Contador, le surdoué de Pinto

Alberto Contador - -
« Il est né pour faire du vélo ». Fabrizio Guidi, le directeur sportif de Saxo Bank, résume le phénomène. A 29 ans, Alberto Contador s’est fait une place parmi les meilleurs grimpeurs de l’Histoire. Elégant, offensif, généreux dans l’effort, « le Pistolero » est considéré comme un véritable surdoué de la pédale. Pourtant, Contador n’a pas grandi sur une selle. Loin de là. Issu d’une famille modeste, l’Espagnol a passé son enfance à Pinto, dans la banlieue de Madrid. Entouré de sa sœur et de ses deux frères, dont un, Raul, souffrant d’une paralysie cérébrale, le petit Alberto à découvert le vélo assez tard. Ce n’est qu’à l’âge de 14 ans, initié par Fran, son frère aîné (qui deviendra plus tard son agent), qu’il enfourche sa première bicyclette. Quelques années plus tard, il tape dans l’œil d’un éducateur. Ce dernier l’inscrit dans un club du coin. La légende est en marche…
En 2003, Contador débarque chez les professionnels sous le maillot mythique d’ONCE. Couvé par Manolo Saiz, il s’adjuge sa première victoire dans la foulée (un contre-la-montre lors du Tour de Pologne), à seulement 20 ans. Le monde découvre le gamin de Madrid. Et pense le perdre dès l’année suivante. Victime d’une lourde chute dans le Tour des Asturies, le prodige ibère, touché à la tête, est plongé dans le coma durant trois semaines. Il s’en sort avec soixante-dix points de suture et deux plaques de titane dans le crâne. Un traumatisme qui ne l’empêche pas de retrouver les pelotons quelques mois plus tard. En juillet 2005, Contador, désormais sous les couleurs de Liberty-Seguros, découvre les routes du Tour de France. Pour son grand baptême, il termine 31e du général, à plus d’1h30 de l’intouchable Lance Armstrong. L’été suivant, il regarde le Tour à la télévision. Son équipe, mouillée dans l’affaire Puerto (un vaste scandale de dopage), n’est pas conviée à la Grande Boucle. Cité à titre personnel, il est finalement blanchi au mois d’août.
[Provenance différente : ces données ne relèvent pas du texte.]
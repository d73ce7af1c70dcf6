//! Shared utilities for feature modules
//!
//! - **pagination**: limit/offset windows for list queries
//! - **validation**: input checks shared by commands and queries

pub mod pagination;
pub mod validation;

pub use pagination::WindowParams;
pub use validation::{validate_pubmed_id, validate_search_text, validate_source_ids};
Vainqueur des trois grands Tours
La consécration arrive en 2007. Pour sa deuxième participation au Tour de France, Contador se présente en jaune sur les Champs-Elysées. Entre-temps, il a rejoint Johan Bruyneel et Discovery Channel, l’ancienne équipe d’Armstrong, qui a mis sa carrière entre parenthèses. Un sacre obscurci par les soubresauts de l’affaire Puerto, encore dans toutes les mémoires. Une suspicion qui n’empêche pas l’héritier de Miguel Indurain de poursuivre sa moisson. En 2008, après avoir suivi Bruyneel chez Astana, il réalise le doublé Giro-Vuelta et devient le premier Espagnol à remporter les trois grands Tours (France, Italie, Espagne). Il rejoint ainsi Jacques Anquetil, Eddy Merckx, Felice Gimondi et Bernard Hinault au panthéon des coureurs ayant réalisé ce triplé d’exception. Malgré le retour aux affaires d’Armstrong chez Astana, Contador poursuit son ascension et remporte le Tour 2009 au terme d’un mois de cohabitation houleux avec le Texan.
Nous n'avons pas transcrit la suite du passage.